(Saved data entries)
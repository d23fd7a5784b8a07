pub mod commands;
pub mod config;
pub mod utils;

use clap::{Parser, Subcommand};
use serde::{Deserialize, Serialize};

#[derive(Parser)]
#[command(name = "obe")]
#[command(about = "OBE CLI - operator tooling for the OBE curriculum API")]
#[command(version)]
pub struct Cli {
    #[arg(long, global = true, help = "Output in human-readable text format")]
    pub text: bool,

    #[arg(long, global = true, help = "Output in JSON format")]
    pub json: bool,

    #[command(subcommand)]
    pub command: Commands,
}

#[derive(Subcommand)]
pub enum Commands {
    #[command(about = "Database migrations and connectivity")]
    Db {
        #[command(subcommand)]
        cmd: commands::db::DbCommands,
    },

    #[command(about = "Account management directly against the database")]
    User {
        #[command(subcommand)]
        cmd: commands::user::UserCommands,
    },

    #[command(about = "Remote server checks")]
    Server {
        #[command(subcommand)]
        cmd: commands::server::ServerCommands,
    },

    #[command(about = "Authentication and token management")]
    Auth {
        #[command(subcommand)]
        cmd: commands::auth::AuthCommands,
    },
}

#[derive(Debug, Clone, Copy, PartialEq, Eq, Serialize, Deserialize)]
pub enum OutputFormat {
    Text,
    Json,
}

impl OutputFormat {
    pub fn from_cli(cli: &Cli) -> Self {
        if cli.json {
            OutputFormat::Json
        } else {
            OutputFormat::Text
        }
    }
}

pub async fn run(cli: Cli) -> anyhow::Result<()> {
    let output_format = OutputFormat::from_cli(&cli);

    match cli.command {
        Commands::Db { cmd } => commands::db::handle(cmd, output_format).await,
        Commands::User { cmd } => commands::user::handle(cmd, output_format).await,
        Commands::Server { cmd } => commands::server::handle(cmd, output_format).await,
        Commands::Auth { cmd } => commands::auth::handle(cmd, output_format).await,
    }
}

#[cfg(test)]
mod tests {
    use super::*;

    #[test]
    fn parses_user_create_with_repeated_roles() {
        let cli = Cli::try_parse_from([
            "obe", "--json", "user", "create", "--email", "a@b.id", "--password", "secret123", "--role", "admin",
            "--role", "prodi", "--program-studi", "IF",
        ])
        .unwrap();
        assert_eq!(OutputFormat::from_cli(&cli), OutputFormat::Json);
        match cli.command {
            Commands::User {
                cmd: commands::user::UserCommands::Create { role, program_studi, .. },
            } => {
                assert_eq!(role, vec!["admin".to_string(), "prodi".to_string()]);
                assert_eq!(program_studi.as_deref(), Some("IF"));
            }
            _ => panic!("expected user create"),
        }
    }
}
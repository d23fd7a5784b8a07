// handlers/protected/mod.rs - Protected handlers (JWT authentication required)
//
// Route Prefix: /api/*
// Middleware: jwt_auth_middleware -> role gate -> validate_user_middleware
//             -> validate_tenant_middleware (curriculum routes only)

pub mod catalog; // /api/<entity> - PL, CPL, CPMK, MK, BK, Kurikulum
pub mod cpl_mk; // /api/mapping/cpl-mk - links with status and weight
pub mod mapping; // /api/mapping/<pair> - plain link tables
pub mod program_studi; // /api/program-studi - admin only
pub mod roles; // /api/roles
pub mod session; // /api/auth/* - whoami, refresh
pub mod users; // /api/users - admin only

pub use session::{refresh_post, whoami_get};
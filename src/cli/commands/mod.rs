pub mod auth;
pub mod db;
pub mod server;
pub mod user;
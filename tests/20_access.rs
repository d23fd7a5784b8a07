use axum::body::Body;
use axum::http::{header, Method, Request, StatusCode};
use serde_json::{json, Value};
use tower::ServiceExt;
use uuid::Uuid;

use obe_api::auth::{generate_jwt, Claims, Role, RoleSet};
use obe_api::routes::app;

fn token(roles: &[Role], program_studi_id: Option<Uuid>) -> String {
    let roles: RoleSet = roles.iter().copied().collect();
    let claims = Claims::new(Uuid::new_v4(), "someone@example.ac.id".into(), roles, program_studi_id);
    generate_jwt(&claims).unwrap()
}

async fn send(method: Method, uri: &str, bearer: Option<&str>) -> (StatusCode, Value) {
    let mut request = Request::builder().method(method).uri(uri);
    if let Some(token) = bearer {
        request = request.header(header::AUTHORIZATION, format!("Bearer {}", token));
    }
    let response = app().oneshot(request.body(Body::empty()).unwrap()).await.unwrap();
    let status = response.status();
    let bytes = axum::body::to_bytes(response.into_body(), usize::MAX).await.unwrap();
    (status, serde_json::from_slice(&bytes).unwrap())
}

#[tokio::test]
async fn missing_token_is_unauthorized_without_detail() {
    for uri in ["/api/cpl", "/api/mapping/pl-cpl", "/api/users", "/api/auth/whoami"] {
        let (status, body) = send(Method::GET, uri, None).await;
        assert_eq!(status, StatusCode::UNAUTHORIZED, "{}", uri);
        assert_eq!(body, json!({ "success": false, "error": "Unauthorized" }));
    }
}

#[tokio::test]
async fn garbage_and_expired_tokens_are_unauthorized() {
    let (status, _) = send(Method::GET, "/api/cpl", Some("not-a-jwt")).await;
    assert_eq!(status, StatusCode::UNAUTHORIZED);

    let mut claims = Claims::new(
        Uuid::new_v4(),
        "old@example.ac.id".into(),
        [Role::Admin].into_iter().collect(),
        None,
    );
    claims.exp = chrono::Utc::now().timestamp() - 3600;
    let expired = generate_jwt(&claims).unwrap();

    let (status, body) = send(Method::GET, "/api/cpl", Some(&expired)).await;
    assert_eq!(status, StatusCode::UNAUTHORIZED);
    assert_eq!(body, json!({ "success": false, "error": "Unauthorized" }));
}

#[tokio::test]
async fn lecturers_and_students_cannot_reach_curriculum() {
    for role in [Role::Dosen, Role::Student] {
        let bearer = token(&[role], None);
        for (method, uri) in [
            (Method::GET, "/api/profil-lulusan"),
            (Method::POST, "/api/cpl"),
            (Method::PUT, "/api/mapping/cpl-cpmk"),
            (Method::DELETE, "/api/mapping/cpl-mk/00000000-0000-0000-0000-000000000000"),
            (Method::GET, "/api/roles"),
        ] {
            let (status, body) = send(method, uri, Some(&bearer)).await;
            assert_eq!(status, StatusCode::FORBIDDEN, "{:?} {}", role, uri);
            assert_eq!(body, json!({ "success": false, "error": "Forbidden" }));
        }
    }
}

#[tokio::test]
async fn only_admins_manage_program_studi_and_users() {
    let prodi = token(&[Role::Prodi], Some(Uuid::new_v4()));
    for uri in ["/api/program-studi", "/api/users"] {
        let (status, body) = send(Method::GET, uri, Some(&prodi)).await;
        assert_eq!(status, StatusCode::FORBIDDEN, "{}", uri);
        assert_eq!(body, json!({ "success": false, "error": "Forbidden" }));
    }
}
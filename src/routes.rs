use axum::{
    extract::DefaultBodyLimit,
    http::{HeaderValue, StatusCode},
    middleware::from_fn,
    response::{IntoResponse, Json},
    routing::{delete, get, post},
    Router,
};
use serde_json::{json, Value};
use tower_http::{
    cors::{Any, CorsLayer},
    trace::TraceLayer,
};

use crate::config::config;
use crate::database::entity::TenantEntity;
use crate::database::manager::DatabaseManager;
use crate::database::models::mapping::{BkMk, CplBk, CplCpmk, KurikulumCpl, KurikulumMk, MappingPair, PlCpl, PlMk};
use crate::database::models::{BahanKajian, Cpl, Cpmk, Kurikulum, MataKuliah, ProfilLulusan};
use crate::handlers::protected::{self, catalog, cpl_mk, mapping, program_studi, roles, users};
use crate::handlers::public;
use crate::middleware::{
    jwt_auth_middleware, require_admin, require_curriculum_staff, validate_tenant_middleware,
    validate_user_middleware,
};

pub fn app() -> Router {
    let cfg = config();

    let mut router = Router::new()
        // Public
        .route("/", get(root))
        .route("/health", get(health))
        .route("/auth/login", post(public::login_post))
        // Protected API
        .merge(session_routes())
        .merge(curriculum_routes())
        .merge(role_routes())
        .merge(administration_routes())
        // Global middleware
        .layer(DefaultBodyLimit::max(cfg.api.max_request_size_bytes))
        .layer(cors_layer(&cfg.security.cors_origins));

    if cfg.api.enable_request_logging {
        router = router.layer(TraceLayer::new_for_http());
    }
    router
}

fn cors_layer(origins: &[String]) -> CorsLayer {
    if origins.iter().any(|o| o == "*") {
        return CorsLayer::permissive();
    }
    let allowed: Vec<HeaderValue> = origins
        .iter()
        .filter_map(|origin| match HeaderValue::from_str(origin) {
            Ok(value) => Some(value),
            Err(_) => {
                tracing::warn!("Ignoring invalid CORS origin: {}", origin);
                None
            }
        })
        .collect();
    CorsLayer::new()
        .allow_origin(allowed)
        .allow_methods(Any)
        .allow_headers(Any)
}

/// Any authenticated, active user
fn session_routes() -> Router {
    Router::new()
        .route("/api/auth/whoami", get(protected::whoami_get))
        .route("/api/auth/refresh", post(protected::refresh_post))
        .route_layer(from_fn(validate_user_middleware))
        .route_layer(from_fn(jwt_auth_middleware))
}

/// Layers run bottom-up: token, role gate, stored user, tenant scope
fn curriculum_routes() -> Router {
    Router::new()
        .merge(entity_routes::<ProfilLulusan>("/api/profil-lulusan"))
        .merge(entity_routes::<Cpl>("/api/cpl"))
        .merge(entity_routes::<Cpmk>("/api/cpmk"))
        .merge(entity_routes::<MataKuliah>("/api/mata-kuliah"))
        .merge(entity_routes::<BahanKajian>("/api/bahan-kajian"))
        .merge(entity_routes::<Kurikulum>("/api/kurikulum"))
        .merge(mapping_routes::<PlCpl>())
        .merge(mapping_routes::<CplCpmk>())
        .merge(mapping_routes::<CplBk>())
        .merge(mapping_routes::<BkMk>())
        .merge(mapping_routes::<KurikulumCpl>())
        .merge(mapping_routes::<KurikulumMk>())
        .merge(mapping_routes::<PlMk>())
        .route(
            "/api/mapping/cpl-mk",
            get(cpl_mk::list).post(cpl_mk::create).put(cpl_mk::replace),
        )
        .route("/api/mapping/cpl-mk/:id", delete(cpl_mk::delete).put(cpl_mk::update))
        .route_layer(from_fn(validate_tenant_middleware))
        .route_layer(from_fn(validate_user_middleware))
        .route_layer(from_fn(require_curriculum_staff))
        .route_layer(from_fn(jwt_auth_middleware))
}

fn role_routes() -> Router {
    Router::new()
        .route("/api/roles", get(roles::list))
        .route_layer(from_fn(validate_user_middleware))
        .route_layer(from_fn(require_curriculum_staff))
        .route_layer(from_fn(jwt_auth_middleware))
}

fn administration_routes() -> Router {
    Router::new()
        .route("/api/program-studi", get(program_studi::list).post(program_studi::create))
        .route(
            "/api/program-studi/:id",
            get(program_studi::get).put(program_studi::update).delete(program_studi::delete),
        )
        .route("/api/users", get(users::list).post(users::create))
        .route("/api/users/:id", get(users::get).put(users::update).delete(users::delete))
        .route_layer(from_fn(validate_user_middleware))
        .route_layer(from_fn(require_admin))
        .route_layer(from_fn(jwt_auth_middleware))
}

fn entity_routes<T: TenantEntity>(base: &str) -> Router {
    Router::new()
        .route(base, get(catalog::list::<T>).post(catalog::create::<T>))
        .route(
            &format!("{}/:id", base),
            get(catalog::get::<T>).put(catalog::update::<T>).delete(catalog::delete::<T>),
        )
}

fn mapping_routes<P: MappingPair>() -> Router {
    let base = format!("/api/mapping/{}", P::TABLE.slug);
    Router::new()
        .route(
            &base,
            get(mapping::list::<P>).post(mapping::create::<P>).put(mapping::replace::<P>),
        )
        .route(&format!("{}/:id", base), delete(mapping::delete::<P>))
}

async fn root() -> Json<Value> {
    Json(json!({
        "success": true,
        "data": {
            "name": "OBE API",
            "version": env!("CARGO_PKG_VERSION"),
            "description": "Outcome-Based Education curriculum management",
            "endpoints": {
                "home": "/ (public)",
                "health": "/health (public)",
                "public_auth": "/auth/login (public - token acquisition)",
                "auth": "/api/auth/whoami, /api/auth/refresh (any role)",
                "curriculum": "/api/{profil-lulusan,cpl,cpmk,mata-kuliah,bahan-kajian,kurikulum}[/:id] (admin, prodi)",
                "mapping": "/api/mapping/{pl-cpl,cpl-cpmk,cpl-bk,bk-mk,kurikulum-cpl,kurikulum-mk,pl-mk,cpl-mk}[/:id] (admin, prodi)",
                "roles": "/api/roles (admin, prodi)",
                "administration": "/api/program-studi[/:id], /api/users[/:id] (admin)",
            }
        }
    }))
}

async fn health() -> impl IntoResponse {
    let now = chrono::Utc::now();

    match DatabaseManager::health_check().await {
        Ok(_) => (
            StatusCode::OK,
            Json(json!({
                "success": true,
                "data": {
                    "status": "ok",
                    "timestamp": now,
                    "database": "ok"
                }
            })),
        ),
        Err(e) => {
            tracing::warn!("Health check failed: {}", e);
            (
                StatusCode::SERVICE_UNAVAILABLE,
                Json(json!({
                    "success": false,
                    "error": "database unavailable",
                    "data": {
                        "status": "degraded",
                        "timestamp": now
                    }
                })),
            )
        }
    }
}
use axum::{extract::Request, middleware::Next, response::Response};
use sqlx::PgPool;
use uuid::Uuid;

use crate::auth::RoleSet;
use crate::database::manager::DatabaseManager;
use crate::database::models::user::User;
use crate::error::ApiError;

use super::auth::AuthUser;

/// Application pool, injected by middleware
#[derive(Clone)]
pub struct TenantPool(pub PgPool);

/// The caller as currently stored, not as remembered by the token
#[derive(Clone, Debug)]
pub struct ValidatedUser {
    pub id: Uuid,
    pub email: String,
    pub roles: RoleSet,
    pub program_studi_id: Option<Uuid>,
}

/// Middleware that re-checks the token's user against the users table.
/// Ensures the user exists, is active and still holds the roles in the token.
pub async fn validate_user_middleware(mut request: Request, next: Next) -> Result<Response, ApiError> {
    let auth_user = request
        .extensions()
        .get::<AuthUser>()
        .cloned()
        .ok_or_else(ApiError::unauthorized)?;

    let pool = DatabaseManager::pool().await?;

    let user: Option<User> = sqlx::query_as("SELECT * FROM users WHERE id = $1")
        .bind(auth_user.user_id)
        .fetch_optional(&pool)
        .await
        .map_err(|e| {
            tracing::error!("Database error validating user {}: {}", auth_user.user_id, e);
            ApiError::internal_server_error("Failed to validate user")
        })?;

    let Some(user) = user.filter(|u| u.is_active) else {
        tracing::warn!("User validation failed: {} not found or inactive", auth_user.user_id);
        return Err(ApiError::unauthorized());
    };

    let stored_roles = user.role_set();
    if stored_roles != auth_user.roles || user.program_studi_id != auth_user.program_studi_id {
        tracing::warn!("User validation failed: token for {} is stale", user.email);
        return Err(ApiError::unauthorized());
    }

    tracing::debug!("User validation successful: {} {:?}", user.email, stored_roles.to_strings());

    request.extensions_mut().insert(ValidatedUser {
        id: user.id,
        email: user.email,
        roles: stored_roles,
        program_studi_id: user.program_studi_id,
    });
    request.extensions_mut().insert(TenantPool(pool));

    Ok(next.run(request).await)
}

Work request:
Your answer should be a single number: the count of lines above with the word "BahanKajian".

Result of this exercise:
2